_EXTRACTED RECORDS_:
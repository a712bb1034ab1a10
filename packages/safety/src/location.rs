//! Hotspot proximity risk.
//!
//! Each hotspot has a core radius inside which its full weight applies, a
//! decay band out to the maximum risk distance, and no influence beyond it.
//! Risk from several hotspots does not stack: the worst one wins.

use safety_score_models::{DecayShape, GeoPoint, Hotspot};

use crate::distance::haversine_distance;

/// Distance thresholds and falloff shared by every hotspot of an engine.
#[derive(Debug, Clone, Copy, PartialEq)]
pub struct DecayProfile {
    /// Full-weight core radius in meters.
    pub hotspot_radius_m: f64,
    /// Zero-risk cutoff in meters.
    pub max_risk_distance_m: f64,
    /// Falloff shape between the two.
    pub shape: DecayShape,
}

impl DecayProfile {
    /// Risk contributed by a hotspot of `weight` at `distance_m`.
    #[must_use]
    pub fn risk_at(&self, weight: f64, distance_m: f64) -> f64 {
        if distance_m <= self.hotspot_radius_m {
            weight
        } else if distance_m <= self.max_risk_distance_m {
            match self.shape {
                DecayShape::Linear => {
                    let band = self.max_risk_distance_m - self.hotspot_radius_m;
                    weight * (1.0 - (distance_m - self.hotspot_radius_m) / band)
                }
                DecayShape::Exponential => weight * (-distance_m / self.max_risk_distance_m).exp(),
            }
        } else {
            0.0
        }
    }
}

/// Worst-case hotspot risk at `point`, with the hotspot responsible.
///
/// Returns `(0.0, None)` when no hotspot is within range.
#[must_use]
pub fn location_risk<'a>(
    point: GeoPoint,
    hotspots: &'a [Hotspot],
    profile: &DecayProfile,
) -> (f64, Option<&'a Hotspot>) {
    let mut max_risk = 0.0;
    let mut dominant = None;

    for hotspot in hotspots {
        let distance = haversine_distance(point, hotspot.center());
        let risk = profile.risk_at(hotspot.risk_weight, distance);

        if risk > max_risk {
            max_risk = risk;
            dominant = Some(hotspot);
        }
    }

    (max_risk, dominant)
}
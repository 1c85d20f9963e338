//! SQLite session table.

use crate::error::{SessionError, SessionResult};
use crate::store::SessionTable;
use async_trait::async_trait;
use chrono::{DateTime, Utc};
use sqlx::Row;
use sqlx::sqlite::{SqlitePool, SqlitePoolOptions};
use tracing::{debug, trace};

/// Session rows in a SQLite table: `id TEXT PRIMARY KEY, data TEXT`.
///
/// Inserts are strict; a primary-key conflict is reported to
/// [`DurableStore`](crate::DurableStore), which retries as an update.
#[derive(Debug, Clone)]
pub struct SqliteTable {
    pool: SqlitePool,
    table: String,
}

impl SqliteTable {
    /// Wrap an existing pool, creating the table if needed.
    pub async fn new(pool: SqlitePool, table: impl Into<String>) -> SessionResult<Self> {
        let table = table.into();
        validate_table_name(&table)?;

        sqlx::query(&format!(
            "CREATE TABLE IF NOT EXISTS {} (id TEXT PRIMARY KEY, data TEXT NOT NULL)",
            table
        ))
        .execute(&pool)
        .await?;

        debug!(table = %table, "SQLite session table ready");
        Ok(Self { pool, table })
    }

    /// Open a pool for `url` and prepare the table.
    pub async fn connect(url: &str, table: impl Into<String>) -> SessionResult<Self> {
        let pool = SqlitePoolOptions::new().connect(url).await?;
        Self::new(pool, table).await
    }

    /// Single-connection in-memory database, for tests and prototypes.
    pub async fn in_memory(table: impl Into<String>) -> SessionResult<Self> {
        // Each connection to `sqlite::memory:` is a separate database
        let pool = SqlitePoolOptions::new()
            .max_connections(1)
            .idle_timeout(None)
            .max_lifetime(None)
            .connect("sqlite::memory:")
            .await?;
        Self::new(pool, table).await
    }

    /// The connection pool.
    pub fn pool(&self) -> &SqlitePool {
        &self.pool
    }

    /// Number of stored rows.
    pub async fn count(&self) -> SessionResult<usize> {
        let row = sqlx::query(&format!("SELECT COUNT(*) AS n FROM {}", self.table))
            .fetch_one(&self.pool)
            .await?;
        let count: i64 = row.try_get("n")?;
        Ok(count as usize)
    }
}

fn validate_table_name(table: &str) -> SessionResult<()> {
    if table.is_empty()
        || !table
            .chars()
            .all(|c| c.is_ascii_alphanumeric() || c == '_')
    {
        return Err(SessionError::Config(format!(
            "invalid session table name: {:?}",
            table
        )));
    }
    Ok(())
}

#[async_trait]
impl SessionTable for SqliteTable {
    async fn load(&self, id: &str) -> SessionResult<Option<String>> {
        let row = sqlx::query(&format!("SELECT data FROM {} WHERE id = ?", self.table))
            .bind(id)
            .fetch_optional(&self.pool)
            .await?;

        match row {
            Some(row) => Ok(Some(row.try_get("data")?)),
            None => Ok(None),
        }
    }

    async fn insert(
        &self,
        id: &str,
        payload: &str,
        _expires_at: Option<DateTime<Utc>>,
    ) -> SessionResult<bool> {
        let result = sqlx::query(&format!(
            "INSERT INTO {} (id, data) VALUES (?, ?)",
            self.table
        ))
        .bind(id)
        .bind(payload)
        .execute(&self.pool)
        .await;

        match result {
            Ok(_) => Ok(true),
            Err(sqlx::Error::Database(e)) if e.is_unique_violation() => {
                trace!(table = %self.table, "Insert hit primary key conflict");
                Ok(false)
            }
            Err(e) => Err(e.into()),
        }
    }

    async fn update(
        &self,
        id: &str,
        payload: &str,
        _expires_at: Option<DateTime<Utc>>,
    ) -> SessionResult<bool> {
        let result = sqlx::query(&format!("UPDATE {} SET data = ? WHERE id = ?", self.table))
            .bind(payload)
            .bind(id)
            .execute(&self.pool)
            .await?;

        Ok(result.rows_affected() > 0)
    }

    async fn remove(&self, id: &str) -> SessionResult<()> {
        sqlx::query(&format!("DELETE FROM {} WHERE id = ?", self.table))
            .bind(id)
            .execute(&self.pool)
            .await?;
        Ok(())
    }

    fn table_type(&self) -> &'static str {
        "sqlite"
    }
}
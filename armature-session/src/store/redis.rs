//! Redis session table.

use crate::error::SessionResult;
use crate::store::SessionTable;
use async_trait::async_trait;
use chrono::{DateTime, Utc};
use redis::AsyncCommands;
use redis::aio::ConnectionManager;
use tracing::debug;

/// Session rows as Redis string keys (`<namespace>:<id>`).
///
/// Rows carry the record's expiry (`EXAT`) so abandoned sessions age out of
/// Redis on their own; rows for sessions without expiry are kept until
/// deleted.
///
/// # Examples
///
/// ```no_run
/// use armature_session::{DurableStore, RedisTable};
///
/// #[tokio::main]
/// async fn main() -> Result<(), Box<dyn std::error::Error>> {
///     let table = RedisTable::connect("redis://localhost:6379")
///         .await?
///         .with_namespace("myapp:session");
///     let store = DurableStore::new(table);
///     Ok(())
/// }
/// ```
#[derive(Clone)]
pub struct RedisTable {
    conn: ConnectionManager,
    namespace: String,
}

impl RedisTable {
    /// Connect to Redis.
    ///
    /// # Arguments
    ///
    /// * `url` - Redis connection URL (e.g., "redis://localhost:6379")
    pub async fn connect(url: &str) -> SessionResult<Self> {
        let client = redis::Client::open(url)?;
        let conn = ConnectionManager::new(client).await?;
        debug!("Connected Redis session table");
        Ok(Self::new(conn))
    }

    /// Use an existing connection manager.
    pub fn new(conn: ConnectionManager) -> Self {
        Self {
            conn,
            namespace: "session".to_string(),
        }
    }

    /// Set the key namespace/prefix.
    pub fn with_namespace(mut self, namespace: impl Into<String>) -> Self {
        self.namespace = namespace.into();
        self
    }

    /// Get the key for a given session ID.
    fn session_key(&self, session_id: &str) -> String {
        session_key(&self.namespace, session_id)
    }

    /// `SET key payload <condition> [EXAT ts]`, returning whether it was applied.
    async fn set_if(
        &self,
        condition: &str,
        id: &str,
        payload: &str,
        expires_at: Option<DateTime<Utc>>,
    ) -> SessionResult<bool> {
        let mut conn = self.conn.clone();
        let mut cmd = redis::cmd("SET");
        cmd.arg(self.session_key(id)).arg(payload).arg(condition);
        if let Some(expires_at) = expires_at {
            // EXAT must be in the future; an expired row is dropped right away
            cmd.arg("EXAT").arg(expires_at.timestamp().max(Utc::now().timestamp() + 1));
        }

        let reply: Option<String> = cmd.query_async(&mut conn).await?;
        Ok(reply.is_some())
    }
}

fn session_key(namespace: &str, session_id: &str) -> String {
    format!("{}:{}", namespace, session_id)
}

#[async_trait]
impl SessionTable for RedisTable {
    async fn load(&self, id: &str) -> SessionResult<Option<String>> {
        let mut conn = self.conn.clone();
        let data: Option<String> = conn.get(self.session_key(id)).await?;
        Ok(data)
    }

    async fn insert(
        &self,
        id: &str,
        payload: &str,
        expires_at: Option<DateTime<Utc>>,
    ) -> SessionResult<bool> {
        self.set_if("NX", id, payload, expires_at).await
    }

    async fn update(
        &self,
        id: &str,
        payload: &str,
        expires_at: Option<DateTime<Utc>>,
    ) -> SessionResult<bool> {
        self.set_if("XX", id, payload, expires_at).await
    }

    async fn remove(&self, id: &str) -> SessionResult<()> {
        let mut conn = self.conn.clone();
        let _: () = conn.del(self.session_key(id)).await?;
        Ok(())
    }

    fn table_type(&self) -> &'static str {
        "redis"
    }
}
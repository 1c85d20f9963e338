//! Serializable session state.

use chrono::{DateTime, Utc};
use serde::{Deserialize, Serialize};
use std::collections::HashMap;
use std::time::Duration;

/// A single value stored in a session.
#[derive(Debug, Clone, PartialEq, Serialize, Deserialize)]
pub struct SessionEntry {
    /// Stored value
    pub value: serde_json::Value,
    /// Whether the entry is consumed by its first successful read
    #[serde(default)]
    pub flash: bool,
}

/// Session state as persisted by every store.
///
/// This is the payload that backends serialize: the cookie store encodes it
/// into the cookie value and durable stores write it as one row of JSON text.
#[derive(Debug, Clone, PartialEq, Default, Serialize, Deserialize)]
pub struct SessionRecord {
    /// Session data keyed by name
    #[serde(default)]
    pub entries: HashMap<String, SessionEntry>,
    /// Expiration timestamp, `None` means the session never expires
    #[serde(default)]
    pub expires_at: Option<DateTime<Utc>>,
    /// Last access timestamp (informational only)
    #[serde(default)]
    pub accessed_at: Option<DateTime<Utc>>,
    /// Set once the session has been marked for deletion
    #[serde(default)]
    pub deleted: bool,
}

impl SessionRecord {
    /// Create an empty record with no expiry.
    pub fn new() -> Self {
        Self::default()
    }

    /// Check validity at the given instant.
    pub fn is_valid_at(&self, now: DateTime<Utc>) -> bool {
        match self.expires_at {
            Some(expires_at) => expires_at > now,
            None => true,
        }
    }

    /// Check validity against the current time.
    pub fn is_valid(&self) -> bool {
        self.is_valid_at(Utc::now())
    }

    /// Slide the expiry to `now + ttl`.
    ///
    /// A missing or zero TTL leaves `expires_at` untouched.
    pub fn renew_at(&mut self, ttl: Option<Duration>, now: DateTime<Utc>) {
        let Some(ttl) = ttl.filter(|ttl| !ttl.is_zero()) else {
            return;
        };
        // A TTL beyond chrono's range saturates to "never expires"
        self.expires_at = chrono::Duration::from_std(ttl)
            .ok()
            .and_then(|ttl| now.checked_add_signed(ttl));
    }

    /// Slide the expiry relative to the current time.
    pub fn renew(&mut self, ttl: Option<Duration>) {
        self.renew_at(ttl, Utc::now());
    }

    /// Record an access.
    pub fn touch_at(&mut self, now: DateTime<Utc>) {
        self.accessed_at = Some(now);
    }
}

#[cfg(test)]
mod tests {
    use super::*;

    #[test]
    fn test_new_record_is_empty_and_valid() {
        let record = SessionRecord::new();
        assert!(record.entries.is_empty());
        assert!(record.expires_at.is_none());
        assert!(record.accessed_at.is_none());
        assert!(!record.deleted);
        assert!(record.is_valid());
    }

    #[test]
    fn test_validity_boundary() {
        let now = Utc::now();
        let mut record = SessionRecord::new();

        record.expires_at = Some(now + chrono::Duration::seconds(1));
        assert!(record.is_valid_at(now));

        // Expiry equal to the evaluation instant is already expired
        record.expires_at = Some(now);
        assert!(!record.is_valid_at(now));

        record.expires_at = Some(now - chrono::Duration::seconds(1));
        assert!(!record.is_valid_at(now));
    }

    #[test]
    fn test_expires_after_ttl_without_renewal() {
        let t0 = Utc::now();
        let mut record = SessionRecord::new();
        record.renew_at(Some(Duration::from_secs(10)), t0);

        assert!(record.is_valid_at(t0 + chrono::Duration::seconds(9)));
        assert!(!record.is_valid_at(t0 + chrono::Duration::seconds(11)));
    }

    #[test]
    fn test_renew_without_ttl_keeps_expiry() {
        let now = Utc::now();
        let expiry = now + chrono::Duration::seconds(30);
        let mut record = SessionRecord {
            expires_at: Some(expiry),
            ..Default::default()
        };

        record.renew_at(None, now);
        assert_eq!(record.expires_at, Some(expiry));

        record.renew_at(Some(Duration::ZERO), now);
        assert_eq!(record.expires_at, Some(expiry));

        record.renew_at(Some(Duration::from_secs(60)), now);
        assert_eq!(record.expires_at, Some(now + chrono::Duration::seconds(60)));
    }

    #[test]
    fn test_json_roundtrip_preserves_flash_flag() {
        let mut record = SessionRecord::new();
        record.entries.insert(
            "notice".to_string(),
            SessionEntry {
                value: serde_json::json!("saved"),
                flash: true,
            },
        );
        record.expires_at = Some(Utc::now());

        let json = serde_json::to_string(&record).unwrap();
        let decoded: SessionRecord = serde_json::from_str(&json).unwrap();
        assert_eq!(decoded, record);
    }

    #[test]
    fn test_deserialize_tolerates_missing_fields() {
        let decoded: SessionRecord = serde_json::from_str(r#"{"entries":{}}"#).unwrap();
        assert_eq!(decoded, SessionRecord::new());
    }
}
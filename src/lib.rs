//! # CsimLib
//!
//! Csimlib models the hit/miss/eviction behaviour of a set-associative,
//! least-recently-used hardware cache.
//!
//! It provides the cache model itself plus a replayer which drives the model
//! from valgrind-style memory traces, and collects the hit/miss/eviction
//! summary that real hardware with the same geometry would produce
//!
//! The model is a plain value owned by its caller, so several independent
//! simulation runs can coexist (e.g. in parallel tests) without shared state

/// Contains the implementation of the cache: address decomposition and the
/// per-set recency-ordered line storage
pub mod cache;

/// Contains the cache geometry parameters and their validation
pub mod config;

/// Contains the reader used to consume trace files efficiently
pub mod io;

/// Contains the replayer which feeds parsed trace records into the cache
pub mod simulator;

/// Contains the summary counters exposed at the end of a run
pub mod stats;

/// Contains the parser for individual trace records
pub mod trace;


/// Contains utilities for running tests and benchmarks against the shipped
/// trace fixtures
pub mod util;
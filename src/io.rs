use std::fs::File;
use std::io::BufRead;

/// Opens a trace file for line-by-line reading
pub fn get_reader(file: File) -> Result<impl BufRead, String> {
    // Compatibility on other systems
    #[cfg(not(unix))]
    {
        use std::io::BufReader;
        // 4096 is the standard block size (or a multiple of it) on most systems
        const BUFFER_SIZE: usize = 16 * 4096;
        Ok(BufReader::with_capacity(BUFFER_SIZE, file))
    }
    // Memory map the trace for speed on unix systems
    #[cfg(unix)]
    {
        use memmap2::{Advice, Mmap};
        use std::io::Cursor;
        // Replay consumes the trace strictly front to back
        unsafe {
            let m = Mmap::map(&file).map_err(|e| format!("Couldn't memory map the file: {e}"))?;
            m.advise(Advice::Sequential)
                .map_err(|e| format!("Failed to provide access advice to the OS, {e}"))?;
            Ok(Cursor::new(m))
        }
    }
}
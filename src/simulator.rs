use std::io::{BufRead, Write};
use std::time::{Duration, Instant};
use crate::cache::Cache;
use crate::config::CacheConfig;
use crate::stats::Summary;
use crate::trace::{parse_record, AccessKind, AnnotatedRecord};

/// Replays memory traces against a cache and collects the results
///
/// It supports calling replay multiple times, and will update the time taken
/// to simulate and the running summary accordingly
pub struct Simulator {
    cache: Cache,
    simulation_time: Duration,
}

impl Simulator {
    /// Creates a new simulator for a given cache geometry
    pub fn new(config: &CacheConfig) -> Self {
        Self {
            cache: Cache::new(config),
            simulation_time: Duration::new(0, 0),
        }
    }

    /// Replays every access record in a trace against the cache
    ///
    /// Lines that are not access records (instruction fetches, blank lines,
    /// noise) are skipped silently, as is any line that isn't UTF-8. A modify
    /// is serviced as a load followed by a store to the same address, so its
    /// second access always hits
    ///
    /// Note that reads from the trace are *guaranteed to be sequential*. This
    /// means that when the reader is backed by something like mmap, one can
    /// advise the operating system that sequential reads will be used, which
    /// can increase read performance
    ///
    /// # Arguments
    ///
    /// * `reader`: The trace input, consumed line by line
    /// * `echo`: An optional sink that receives each serviced record with its
    ///   outcomes appended, one line per record
    ///
    /// returns: Result<&Summary, String>
    pub fn replay<R: BufRead>(
        &mut self,
        mut reader: R,
        mut echo: Option<&mut dyn Write>,
    ) -> Result<&Summary, String> {
        let start = Instant::now();
        // One line buffer reused across the whole trace
        let mut line = Vec::new();
        loop {
            line.clear();
            let read = reader
                .read_until(b'\n', &mut line)
                .map_err(|e| format!("Couldn't read the trace file: {e}"))?;
            if read == 0 {
                break;
            }
            let record = match std::str::from_utf8(&line).ok().and_then(parse_record) {
                Some(record) => record,
                None => continue,
            };
            let first = self.cache.access(record.address);
            let second = if record.kind == AccessKind::Modify {
                Some(self.cache.access(record.address))
            } else {
                None
            };
            if let Some(echo) = echo.as_mut() {
                let annotated = AnnotatedRecord {
                    record,
                    first,
                    second,
                };
                writeln!(echo, "{annotated}")
                    .map_err(|e| format!("Couldn't write the verbose echo: {e}"))?;
            }
        }
        let end = Instant::now();
        self.simulation_time += end - start;
        Ok(self.cache.get_summary())
    }

    /// Gets the totals accumulated so far
    pub fn get_summary(&self) -> &Summary {
        self.cache.get_summary()
    }

    /// Gets the wall-clock execution time for replaying
    pub fn get_execution_time(&self) -> &Duration {
        &self.simulation_time
    }
}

_WHAT THE EXERCISE ASKS_:
Only the lines from the beginning of the entries through the line bearing "#[derive(Debug, Clone, Copy, PartialEq)]" should be returned, each exactly as written.

_TASK OUTPUT_:
repository a712bb1034ab1a10
filename packages/safety/src/location.rs
//! Hotspot proximity risk.
//!
//! Each hotspot has a core radius inside which its full weight applies, a
//! decay band out to the maximum risk distance, and no influence beyond it.
//! Risk from several hotspots does not stack: the worst one wins.

use safety_score_models::{DecayShape, GeoPoint, Hotspot};

use crate::distance::haversine_distance;

/// Distance thresholds and falloff shared by every hotspot of an engine.
#[derive(Debug, Clone, Copy, PartialEq)]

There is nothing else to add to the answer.